Chun Lan, die ursprünglich aus China stammt, wohnt in der Nähe. Sie erzählte, es sei das erste Mal, dass sie einen Falun-Dafa-Praktizierenden getroffen habe, der in China verfolgt worden sei.
Im Gespräch mit dem Praktizierenden erfuhr sie, dass Falun-Dafa-Praktizierende in China von der Kommunistischen Partei Chinas (KPCh) verfolgt werden, weil sie standhaft an ihrem Glauben festhalten. Bestürzt und empört äußerte sie ihren tiefen Respekt für die langjährige Beharrlichkeit der Praktizierenden, die sich mit friedlichen Mitteln für ein Ende der Verfolgung einsetzen.
„Wir können uns glücklich schätzen, in die Vereinigten Staaten gekommen zu sein“, stellte Chun Lan fest. „Dies ist nun unsere Heimat. Jeder in den USA lebende Chinese trägt die Verantwortung, dieses Land zu schätzen, zu seiner Entwicklung beizutragen und sicherzustellen, dass Amerika weiterhin als Leuchtfeuer der Freiheit und Hoffnung für die Welt dient.“
Nachdem Frank und Terry – ein älteres Ehepaar aus der Umgebung – sich ein wenig über Falun Dafa informiert hatten, lobten sie die Praktizierenden für ihr Engagement bei Veranstaltungen in der Gemeinde. Sie äußerten die Hoffnung, dass noch mehr Menschen, die von der KPCh verfolgt wurden, über ihre persönlichen Erfahrungen berichten würden, damit immer mehr Amerikaner von den schädlichen Auswirkungen des Kommunismus erfahren könnten. Zudem kündigten sie an, ihre Freunde aus der Kirchengemeinde dazu zu ermutigen, Briefe an die beiden US-Senatoren aus New York zu schreiben und sie aufzufordern, die Verabschiedung des Gesetzes S.4009 – des „Falun Gong and Victims of Forced Organ Harvesting Protection Act“ (Gesetz zum Schutz von Falun-Gong-Praktizierenden und Opfern von erzwungener Organentnahme) – zu unterstützen.

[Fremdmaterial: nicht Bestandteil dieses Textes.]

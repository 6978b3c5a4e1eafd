// This Source Code Form is subject to the terms of the Mozilla Public
// License, v. 2.0. If a copy of the MPL was not distributed with this
// file, You can obtain one at https://mozilla.org/MPL/2.0/.
//
// Copyright (c) 2025 Pegasus Heavy Industries, LLC

//! Activation cache
//!
//! Process-wide init-once table keyed by activation fingerprint. Entries are
//! never evicted. The entry is recorded *before* the initialization work
//! runs: initialization may itself trigger another activation for the same
//! fingerprint (a hook install requiring a module that activates again), and
//! that re-entrant call must observe the fingerprint as already initialized
//! instead of recursing.

use std::cell::RefCell;
use std::collections::HashSet;
use tracing::debug;

use crate::loader::fingerprint::Fingerprint;

/// Init-once table of seen activation fingerprints
#[derive(Debug, Default)]
pub struct ActivationCache {
    seen: RefCell<HashSet<Fingerprint>>,
}

impl ActivationCache {
    /// Create an empty cache
    pub fn new() -> Self {
        Self::default()
    }

    /// Run `init` at most once for a defined fingerprint
    ///
    /// `None` means the activation has no stable identity to cache against;
    /// the cache is neither consulted nor written and `init` runs fresh.
    pub fn ensure_initialized<F>(&self, fingerprint: Option<&Fingerprint>, init: F)
    where
        F: FnOnce(),
    {
        let Some(fingerprint) = fingerprint else {
            init();
            return;
        };

        // Mark present before running init; the borrow must not be held
        // across `init` since it may re-enter this cache.
        let first = self.seen.borrow_mut().insert(fingerprint.clone());
        if first {
            debug!("initializing loader state for {fingerprint}");
            init();
        }
    }

    /// Whether a fingerprint has been initialized
    pub fn contains(&self, fingerprint: &Fingerprint) -> bool {
        self.seen.borrow().contains(fingerprint)
    }

    /// Number of initialized fingerprints
    pub fn len(&self) -> usize {
        self.seen.borrow().len()
    }

    /// Whether no fingerprint has been initialized yet
    pub fn is_empty(&self) -> bool {
        self.seen.borrow().is_empty()
    }
}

Ein Tourist namens Tom erzählte, er habe bereits Erfahrungen mit Meditation gesammelt und sich schon immer dafür interessiert. Als er erfuhr, dass das Zhuan Falun zum Kauf angeboten wurde und am Stand zudem kostenlose Anleitungen für die Übungen erhältlich waren, erwarb er das Buch und rief aus: „Genau danach habe ich immer gesucht.“
Die Besucher nutzten bereitwillig ihre Mobiltelefone, um die Online-Petition zu unterzeichnen und die Senatoren ihres Bundesstaates dazu aufzurufen, die Verabschiedung des Gesetzentwurfs S.4009 zu unterstützen. Zudem äußerten sie die Absicht, den Link zur Petition zu teilen. Damit weitere Menschen dazu bewegt würden, sich für ein Ende des von der KPCh betriebenen Organraubs einzusetzen.